● TO DO:
Write out, word for word, only the data from its first line to the line containing "fn parse_action(s: &str)".
Segment Start: AVAILABLE RECORDS
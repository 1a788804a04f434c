//! Session log repository implementation
//!
//! Append-only storage for the session audit trail. Entries are joined with
//! the employees table on read so the UI can show who did what.

use async_trait::async_trait;
use chrono::{DateTime, Utc};
use sqlx::PgPool;
use tracing::{debug, error, instrument};
use valet_core::{
    models::{SessionAction, SessionLogEntry, SessionLogView},
    traits::SessionLogRepository,
    AppError, AppResult,
};

/// PostgreSQL implementation of SessionLogRepository
pub struct PgSessionLogRepository {
    pool: PgPool,
}

impl PgSessionLogRepository {
    /// Create a new session log repository
    pub fn new(pool: PgPool) -> Self {
        Self { pool }
    }

    /// Parse a stored action code, falling back to `Created`
    fn parse_action(s: &str) -> SessionAction {
        match s.to_lowercase().as_str() {
            "created" => SessionAction::Created,
            "car_accepted" => SessionAction::CarAccepted,
            "en_route" => SessionAction::EnRoute,
            "parked" => SessionAction::Parked,
            "return_requested" => SessionAction::ReturnRequested,
            "return_accepted" => SessionAction::ReturnAccepted,
            "return_started" => SessionAction::ReturnStarted,
            "return_delivering" => SessionAction::ReturnDelivering,
            "completed" => SessionAction::Completed,
            "cancelled" => SessionAction::Cancelled,
            "cost_calculated" => SessionAction::CostCalculated,
            "payment_received" => SessionAction::PaymentReceived,
            _ => SessionAction::Created,
        }
    }
}

#[async_trait]
impl SessionLogRepository for PgSessionLogRepository {
    #[instrument(skip(self, entry))]
    async fn append(&self, entry: &SessionLogEntry) -> AppResult<SessionLogEntry> {
        debug!(
            "Appending log entry for session {}: {}",
            entry.session_id, entry.action
        );

        let row = sqlx::query_as::<sqlx::Postgres, LogRow>(
            r#"
            INSERT INTO session_logs (session_id, employee_id, action, description, details)
            VALUES ($1, $2, $3, $4, $5)
            RETURNING id, session_id, employee_id, action, description, details, created_at
            "#,
        )
        .bind(entry.session_id)
        .bind(entry.employee_id)
        .bind(entry.action.to_string())
        .bind(&entry.description)
        .bind(&entry.details)
        .fetch_one(&self.pool)
        .await
        .map_err(|e| {
            error!("Database error appending log entry: {}", e);
            AppError::Database(format!("Failed to append log entry: {}", e))
        })?;

        Ok(row.into())
    }

    #[instrument(skip(self))]
    async fn list_for_session(&self, session_id: i32) -> AppResult<Vec<SessionLogView>> {
        debug!("Listing log entries for session: {}", session_id);

        let rows = sqlx::query_as::<sqlx::Postgres, LogViewRow>(
            r#"
            SELECT l.id, l.action, l.description, l.details, l.created_at,
                   e.full_name AS employee_name
            FROM session_logs l
            LEFT JOIN employees e ON e.id = l.employee_id
            WHERE l.session_id = $1
            ORDER BY l.created_at DESC, l.id DESC
            "#,
        )
        .bind(session_id)
        .fetch_all(&self.pool)
        .await
        .map_err(|e| {
            error!("Database error listing log entries: {}", e);
            AppError::Database(format!("Failed to list log entries: {}", e))
        })?;

        Ok(rows.into_iter().map(Into::into).collect())
    }
}

/// Helper struct for mapping database rows
#[derive(Debug, sqlx::FromRow)]
struct LogRow {
    id: i64,
    session_id: i32,
    employee_id: Option<i32>,
    action: String,
    description: String,
    details: Option<String>,
    created_at: DateTime<Utc>,
}

impl From<LogRow> for SessionLogEntry {
    fn from(row: LogRow) -> Self {
        Self {
            id: row.id,
            session_id: row.session_id,
            employee_id: row.employee_id,
            action: PgSessionLogRepository::parse_action(&row.action),
            description: row.description,
            details: row.details,
            created_at: row.created_at,
        }
    }
}

/// Helper struct for the joined display query
#[derive(Debug, sqlx::FromRow)]
struct LogViewRow {
    id: i64,
    action: String,
    description: String,
    details: Option<String>,
    created_at: DateTime<Utc>,
    employee_name: Option<String>,
}

impl From<LogViewRow> for SessionLogView {
    fn from(row: LogViewRow) -> Self {
        Self {
            id: row.id,
            action: PgSessionLogRepository::parse_action(&row.action),
            description: row.description,
            employee_name: row.employee_name.unwrap_or_else(|| "System".to_string()),
            timestamp: row.created_at,
            details: row.details,
        }
    }
}

#[cfg(test)]
mod tests {
    use super::*;

    #[test]
    fn test_parse_action() {
        assert_eq!(
            PgSessionLogRepository::parse_action("payment_received"),
            SessionAction::PaymentReceived
        );
        assert_eq!(
            PgSessionLogRepository::parse_action("cost_calculated"),
            SessionAction::CostCalculated
        );
        assert_eq!(
            PgSessionLogRepository::parse_action("garbage"),
            SessionAction::Created
        );
    }

    #[test]
    fn test_view_falls_back_to_system() {
        let row = LogViewRow {
            id: 1,
            action: "created".to_string(),
            description: "Valet session created".to_string(),
            details: None,
            created_at: Utc::now(),
            employee_name: None,
        };
        let view: SessionLogView = row.into();
        assert_eq!(view.employee_name, "System");
    }
}
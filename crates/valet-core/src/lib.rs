//! ValetPark Core Library
//!
//! This crate provides the foundational types, traits, and error handling
//! for the ValetPark valet-parking backend. It includes:
//!
//! - Domain models (Tariff, ValetSession, SessionLogEntry, Employee)
//! - The pure tariff cost calculator
//! - Common traits for repositories and services
//! - Unified error handling with HTTP response mapping
//! - Application configuration

pub mod config;
pub mod error;
pub mod models;
pub mod traits;

pub use config::AppConfig;
pub use error::AppError;

/// Result type alias using AppError
pub type AppResult<T> = Result<T, AppError>;
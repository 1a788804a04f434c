//! Valet session DTOs
//!
//! Photo groups cross the wire as URL arrays; storage keeps them as one
//! comma-joined column per group, so the DTO layer converts in both
//! directions.

use chrono::{DateTime, Utc};
use rust_decimal::Decimal;
use serde::{Deserialize, Serialize};
use serde_json::Value as JsonValue;
use valet_core::models::{
    photos_from_urls, photos_to_urls, PaymentStatus, PhotoData, SessionStatus, ValetSession,
};
use valet_core::traits::SessionPatch;
use valet_core::AppError;
use valet_services::{CreateSessionInput, PaymentInput};
use validator::Validate;

fn join_photo_urls(urls: &Option<Vec<String>>) -> Option<String> {
    urls.as_ref().and_then(|list| {
        let photos: Vec<PhotoData> = list
            .iter()
            .enumerate()
            .map(|(i, url)| PhotoData {
                id: (i + 1).to_string(),
                url: url.clone(),
                filename: None,
            })
            .collect();
        photos_to_urls(&photos)
    })
}

/// Request body for creating a valet session
#[derive(Debug, Clone, Default, Deserialize, Validate)]
pub struct SessionCreateRequest {
    pub employee_id: Option<i32>,

    #[validate(length(min = 1, max = 20))]
    pub car_number: String,

    pub car_model: Option<String>,
    pub car_color: Option<String>,
    pub client_name: Option<String>,
    pub client_phone: Option<String>,
    pub client_card_number: Option<String>,
    pub parking_spot: Option<String>,
    pub parking_card: Option<String>,

    #[serde(default)]
    pub has_subscription: bool,

    pub notes: Option<String>,
    pub tariff_id: Option<i32>,

    /// Photo URLs taken at car acceptance
    pub car_photos: Option<Vec<String>>,
}

impl SessionCreateRequest {
    /// Convert into the service-layer input
    pub fn to_input(&self) -> CreateSessionInput {
        CreateSessionInput {
            employee_id: self.employee_id,
            car_number: self.car_number.trim().to_string(),
            car_model: self.car_model.clone(),
            car_color: self.car_color.clone(),
            client_name: self.client_name.clone(),
            client_phone: self.client_phone.clone(),
            client_card_number: self.client_card_number.clone(),
            parking_spot: self.parking_spot.clone(),
            parking_card: self.parking_card.clone(),
            has_subscription: self.has_subscription,
            notes: self.notes.clone(),
            tariff_id: self.tariff_id,
            car_photos_urls: join_photo_urls(&self.car_photos),
        }
    }
}

/// Request body for updating a valet session; omitted fields are untouched
#[derive(Debug, Clone, Default, Deserialize, Validate)]
pub struct SessionUpdateRequest {
    /// Requested status; validated against the transition table
    pub status: Option<SessionStatus>,

    pub employee_id: Option<i32>,
    pub request_accepted_by_id: Option<i32>,
    pub car_model: Option<String>,
    pub car_color: Option<String>,
    pub client_name: Option<String>,
    pub client_phone: Option<String>,
    pub client_card_number: Option<String>,
    pub parking_spot: Option<String>,
    pub parking_card: Option<String>,
    pub has_subscription: Option<bool>,
    pub notes: Option<String>,

    pub car_photos: Option<Vec<String>>,
    pub parking_photos: Option<Vec<String>>,
    pub return_start_photos: Option<Vec<String>>,
    pub return_delivery_photos: Option<Vec<String>>,
}

impl SessionUpdateRequest {
    /// Convert into the repository patch
    pub fn to_patch(&self) -> SessionPatch {
        SessionPatch {
            employee_id: self.employee_id,
            request_accepted_by_id: self.request_accepted_by_id,
            car_model: self.car_model.clone(),
            car_color: self.car_color.clone(),
            client_name: self.client_name.clone(),
            client_phone: self.client_phone.clone(),
            client_card_number: self.client_card_number.clone(),
            parking_spot: self.parking_spot.clone(),
            parking_card: self.parking_card.clone(),
            has_subscription: self.has_subscription,
            notes: self.notes.clone(),
            status: self.status,
            car_photos_urls: join_photo_urls(&self.car_photos),
            parking_photos_urls: join_photo_urls(&self.parking_photos),
            return_start_photos_urls: join_photo_urls(&self.return_start_photos),
            return_delivery_photos_urls: join_photo_urls(&self.return_delivery_photos),
        }
    }
}

/// Query parameters for session listing
#[derive(Debug, Clone, Default, Deserialize)]
pub struct SessionFilterParams {
    /// Free-text search over car number, client name, card and session number
    pub search: Option<String>,

    /// Exact status filter
    pub status: Option<String>,
}

impl SessionFilterParams {
    /// Parse the status filter, rejecting unknown values
    pub fn parsed_status(&self) -> Result<Option<SessionStatus>, AppError> {
        match self.status.as_deref() {
            None | Some("") => Ok(None),
            Some(s) => SessionStatus::from_str(s)
                .map(Some)
                .ok_or_else(|| AppError::InvalidInput(format!("Unknown status: {}", s))),
        }
    }
}

/// Request body for assigning a tariff to a session
#[derive(Debug, Clone, Deserialize)]
pub struct SessionTariffRequest {
    pub tariff_id: i32,
}

/// Request body for recording a payment
#[derive(Debug, Clone, Deserialize, Validate)]
pub struct PaymentRequest {
    /// Amount received; defaults to the outstanding balance
    pub amount: Option<Decimal>,

    #[validate(length(min = 1, max = 50))]
    pub payment_method: String,

    pub payment_reference: Option<String>,
    pub employee_id: Option<i32>,
}

impl PaymentRequest {
    /// Convert into the service-layer input
    pub fn to_input(&self) -> PaymentInput {
        PaymentInput {
            amount: self.amount,
            payment_method: self.payment_method.clone(),
            payment_reference: self.payment_reference.clone(),
            employee_id: self.employee_id,
        }
    }
}

/// Valet session response body
#[derive(Debug, Clone, Serialize)]
pub struct SessionResponse {
    pub id: i32,
    pub session_number: Option<String>,
    pub status: SessionStatus,
    pub employee_id: Option<i32>,
    pub request_accepted_by_id: Option<i32>,
    pub car_number: String,
    pub car_model: Option<String>,
    pub car_color: Option<String>,
    pub client_name: Option<String>,
    pub client_phone: Option<String>,
    pub client_card_number: Option<String>,
    pub parking_spot: Option<String>,
    pub parking_card: Option<String>,
    pub has_subscription: bool,
    pub notes: Option<String>,
    pub tariff_id: Option<i32>,
    pub car_photos: Vec<PhotoData>,
    pub parking_photos: Vec<PhotoData>,
    pub return_start_photos: Vec<PhotoData>,
    pub return_delivery_photos: Vec<PhotoData>,
    pub calculated_cost: Option<Decimal>,
    pub cost_calculation_details: Option<JsonValue>,
    pub cost_calculated_at: Option<DateTime<Utc>>,
    pub is_cost_final: bool,
    pub payment_status: PaymentStatus,
    pub payment_method: Option<String>,
    pub paid_amount: Decimal,
    pub payment_date: Option<DateTime<Utc>>,
    pub payment_reference: Option<String>,
    pub outstanding_balance: Decimal,
    pub created_at: DateTime<Utc>,
    pub updated_at: DateTime<Utc>,
}

impl From<ValetSession> for SessionResponse {
    fn from(s: ValetSession) -> Self {
        let outstanding_balance = s.outstanding_balance();
        Self {
            id: s.id,
            session_number: s.session_number,
            status: s.status,
            employee_id: s.employee_id,
            request_accepted_by_id: s.request_accepted_by_id,
            car_number: s.car_number,
            car_model: s.car_model,
            car_color: s.car_color,
            client_name: s.client_name,
            client_phone: s.client_phone,
            client_card_number: s.client_card_number,
            parking_spot: s.parking_spot,
            parking_card: s.parking_card,
            has_subscription: s.has_subscription,
            notes: s.notes,
            tariff_id: s.tariff_id,
            car_photos: photos_from_urls(s.car_photos_urls.as_deref()),
            parking_photos: photos_from_urls(s.parking_photos_urls.as_deref()),
            return_start_photos: photos_from_urls(s.return_start_photos_urls.as_deref()),
            return_delivery_photos: photos_from_urls(s.return_delivery_photos_urls.as_deref()),
            calculated_cost: s.calculated_cost,
            cost_calculation_details: s.cost_calculation_details,
            cost_calculated_at: s.cost_calculated_at,
            is_cost_final: s.is_cost_final,
            payment_status: s.payment_status,
            payment_method: s.payment_method,
            paid_amount: s.paid_amount,
            payment_date: s.payment_date,
            payment_reference: s.payment_reference,
            outstanding_balance,
            created_at: s.created_at,
            updated_at: s.updated_at,
        }
    }
}

/// Response for the card availability check
#[derive(Debug, Clone, Serialize)]
pub struct CardCheckResponse {
    pub card_number: String,
    pub available: bool,
}

#[cfg(test)]
mod tests {
    use super::*;

    #[test]
    fn test_create_request_validation() {
        let valid = SessionCreateRequest {
            car_number: "A123BC".to_string(),
            ..Default::default()
        };
        assert!(valid.validate().is_ok());

        let invalid = SessionCreateRequest {
            car_number: String::new(),
            ..Default::default()
        };
        assert!(invalid.validate().is_err());
    }

    #[test]
    fn test_photo_urls_join() {
        let urls = Some(vec!["/u/a.jpg".to_string(), "/u/b.jpg".to_string()]);
        assert_eq!(join_photo_urls(&urls).as_deref(), Some("/u/a.jpg,/u/b.jpg"));
        assert!(join_photo_urls(&None).is_none());
        assert!(join_photo_urls(&Some(Vec::new())).is_none());
    }

    #[test]
    fn test_filter_status_parse() {
        let params = SessionFilterParams {
            search: None,
            status: Some("parked".to_string()),
        };
        assert_eq!(params.parsed_status().unwrap(), Some(SessionStatus::Parked));

        let bad = SessionFilterParams {
            search: None,
            status: Some("towed".to_string()),
        };
        assert!(bad.parsed_status().is_err());
    }

    #[test]
    fn test_session_response_reconstructs_photos() {
        let session = ValetSession {
            car_number: "A123BC".to_string(),
            car_photos_urls: Some("/u/a.jpg,/u/b.jpg".to_string()),
            ..Default::default()
        };
        let resp = SessionResponse::from(session);
        assert_eq!(resp.car_photos.len(), 2);
        assert_eq!(resp.car_photos[0].id, "1");
        assert!(resp.parking_photos.is_empty());
    }
}
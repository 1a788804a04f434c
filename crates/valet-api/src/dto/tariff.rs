//! Tariff DTOs

use chrono::{DateTime, Utc};
use rust_decimal::Decimal;
use serde::{Deserialize, Deserializer, Serialize};
use valet_core::models::{CostCalculation, Tariff, TariffType};
use valet_services::TariffUpdate;
use validator::Validate;

/// Deserialize so an absent field stays `None` while an explicit `null`
/// becomes `Some(None)`, letting updates clear a nullable column.
fn double_option<'de, T, D>(deserializer: D) -> Result<Option<Option<T>>, D::Error>
where
    T: Deserialize<'de>,
    D: Deserializer<'de>,
{
    Deserialize::deserialize(deserializer).map(Some)
}

/// Request body for creating a tariff
#[derive(Debug, Clone, Deserialize, Validate)]
pub struct TariffCreateRequest {
    #[validate(length(min = 1, max = 100))]
    pub name: String,

    pub description: Option<String>,

    pub tariff_type: TariffType,

    #[serde(default)]
    pub price_per_hour: Decimal,

    #[serde(default)]
    pub price_per_day: Decimal,

    #[serde(default = "default_minimum_hours")]
    #[validate(range(min = 0))]
    pub minimum_hours: i32,

    #[validate(range(min = 1))]
    pub maximum_hours: Option<i32>,

    #[serde(default)]
    #[validate(range(min = 0))]
    pub free_minutes: i32,

    #[serde(default = "default_true")]
    pub is_active: bool,

    #[serde(default)]
    pub is_default_for_residents: bool,

    #[serde(default)]
    pub is_default_for_guests: bool,
}

fn default_minimum_hours() -> i32 {
    1
}

fn default_true() -> bool {
    true
}

impl TariffCreateRequest {
    /// Convert into the domain entity
    pub fn to_tariff(&self) -> Tariff {
        Tariff {
            name: self.name.clone(),
            description: self.description.clone(),
            tariff_type: self.tariff_type,
            price_per_hour: self.price_per_hour,
            price_per_day: self.price_per_day,
            minimum_hours: self.minimum_hours,
            maximum_hours: self.maximum_hours,
            free_minutes: self.free_minutes,
            is_active: self.is_active,
            is_default_for_residents: self.is_default_for_residents,
            is_default_for_guests: self.is_default_for_guests,
            ..Default::default()
        }
    }
}

/// Request body for updating a tariff; omitted fields are left untouched
#[derive(Debug, Clone, Default, Deserialize, Validate)]
pub struct TariffUpdateRequest {
    #[validate(length(min = 1, max = 100))]
    pub name: Option<String>,

    pub description: Option<String>,

    pub tariff_type: Option<TariffType>,

    pub price_per_hour: Option<Decimal>,

    pub price_per_day: Option<Decimal>,

    #[validate(range(min = 0))]
    pub minimum_hours: Option<i32>,

    /// Absent = untouched, `null` = remove the cap, number = new cap
    #[serde(default, deserialize_with = "double_option")]
    pub maximum_hours: Option<Option<i32>>,

    #[validate(range(min = 0))]
    pub free_minutes: Option<i32>,

    pub is_active: Option<bool>,

    pub is_default_for_residents: Option<bool>,

    pub is_default_for_guests: Option<bool>,
}

impl TariffUpdateRequest {
    /// Convert into the service-layer partial update
    pub fn to_update(&self) -> TariffUpdate {
        TariffUpdate {
            name: self.name.clone(),
            description: self.description.clone(),
            tariff_type: self.tariff_type,
            price_per_hour: self.price_per_hour,
            price_per_day: self.price_per_day,
            minimum_hours: self.minimum_hours,
            maximum_hours: self.maximum_hours,
            free_minutes: self.free_minutes,
            is_active: self.is_active,
            is_default_for_residents: self.is_default_for_residents,
            is_default_for_guests: self.is_default_for_guests,
        }
    }
}

/// Tariff response body
#[derive(Debug, Clone, Serialize)]
pub struct TariffResponse {
    pub id: i32,
    pub name: String,
    pub description: Option<String>,
    pub tariff_type: TariffType,
    pub price_per_hour: Decimal,
    pub price_per_day: Decimal,
    pub minimum_hours: i32,
    pub maximum_hours: Option<i32>,
    pub free_minutes: i32,
    pub is_active: bool,
    pub is_default_for_residents: bool,
    pub is_default_for_guests: bool,
    pub created_at: DateTime<Utc>,
    pub updated_at: DateTime<Utc>,
}

impl From<Tariff> for TariffResponse {
    fn from(t: Tariff) -> Self {
        Self {
            id: t.id,
            name: t.name,
            description: t.description,
            tariff_type: t.tariff_type,
            price_per_hour: t.price_per_hour,
            price_per_day: t.price_per_day,
            minimum_hours: t.minimum_hours,
            maximum_hours: t.maximum_hours,
            free_minutes: t.free_minutes,
            is_active: t.is_active,
            is_default_for_residents: t.is_default_for_residents,
            is_default_for_guests: t.is_default_for_guests,
            created_at: t.created_at,
            updated_at: t.updated_at,
        }
    }
}

/// Request body for a stateless cost quote
#[derive(Debug, Clone, Deserialize, Validate)]
pub struct CalculationRequest {
    pub tariff_id: i32,

    /// Stay duration in hours (fractional allowed)
    pub duration_hours: Decimal,

    #[serde(default)]
    pub has_subscription: bool,
}

/// Stateless cost quote response
#[derive(Debug, Clone, Serialize)]
pub struct CalculationResponse {
    pub tariff_id: i32,
    pub total_cost: Decimal,
    pub billable_hours: i64,
    pub tariff_type: TariffType,
    pub breakdown: serde_json::Value,
}

impl CalculationResponse {
    /// Build from a calculator result
    pub fn from_calculation(tariff_id: i32, calc: &CostCalculation) -> Self {
        Self {
            tariff_id,
            total_cost: calc.total_cost,
            billable_hours: calc.billable_hours,
            tariff_type: calc.tariff_type,
            breakdown: serde_json::to_value(&calc.breakdown).unwrap_or_default(),
        }
    }
}

/// Query parameters for the auto-tariff lookup
#[derive(Debug, Clone, Deserialize)]
pub struct AutoTariffParams {
    #[serde(default)]
    pub has_subscription: bool,
}

/// Query parameters for tariff listing
#[derive(Debug, Clone, Deserialize)]
pub struct TariffFilterParams {
    /// Restrict to active tariffs
    #[serde(default)]
    pub active_only: bool,
}

#[cfg(test)]
mod tests {
    use super::*;
    use rust_decimal_macros::dec;

    #[test]
    fn test_create_request_validation() {
        let valid = TariffCreateRequest {
            name: "Guest Standard".to_string(),
            description: None,
            tariff_type: TariffType::Hourly,
            price_per_hour: dec!(100),
            price_per_day: dec!(0),
            minimum_hours: 1,
            maximum_hours: None,
            free_minutes: 15,
            is_active: true,
            is_default_for_residents: false,
            is_default_for_guests: true,
        };
        assert!(valid.validate().is_ok());

        let invalid = TariffCreateRequest {
            name: String::new(),
            free_minutes: -5,
            ..valid
        };
        assert!(invalid.validate().is_err());
    }

    #[test]
    fn test_update_request_to_update() {
        let req = TariffUpdateRequest {
            price_per_hour: Some(dec!(150)),
            maximum_hours: Some(Some(12)),
            ..Default::default()
        };
        let update = req.to_update();
        assert_eq!(update.price_per_hour, Some(dec!(150)));
        assert_eq!(update.maximum_hours, Some(Some(12)));
        assert!(update.name.is_none());
    }

    #[test]
    fn test_update_request_maximum_hours_tristate() {
        let absent: TariffUpdateRequest = serde_json::from_str("{}").unwrap();
        assert_eq!(absent.maximum_hours, None);

        let cleared: TariffUpdateRequest =
            serde_json::from_str(r#"{"maximum_hours": null}"#).unwrap();
        assert_eq!(cleared.maximum_hours, Some(None));

        let capped: TariffUpdateRequest =
            serde_json::from_str(r#"{"maximum_hours": 12}"#).unwrap();
        assert_eq!(capped.maximum_hours, Some(Some(12)));
    }
}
Segment End: AVAILABLE RECORDS
● TASK RESPONSE:
repository 1a788804a04f434c
//! Session log repository implementation
//!
//! Append-only storage for the session audit trail. Entries are joined with
//! the employees table on read so the UI can show who did what.

use async_trait::async_trait;
use chrono::{DateTime, Utc};
use sqlx::PgPool;
use tracing::{debug, error, instrument};
use valet_core::{
    models::{SessionAction, SessionLogEntry, SessionLogView},
    traits::SessionLogRepository,
    AppError, AppResult,
};

/// PostgreSQL implementation of SessionLogRepository
pub struct PgSessionLogRepository {
    pool: PgPool,
}

impl PgSessionLogRepository {
    /// Create a new session log repository
    pub fn new(pool: PgPool) -> Self {
        Self { pool }
    }

    /// Parse a stored action code, falling back to `Created`
    fn parse_action(s: &str) -> SessionAction {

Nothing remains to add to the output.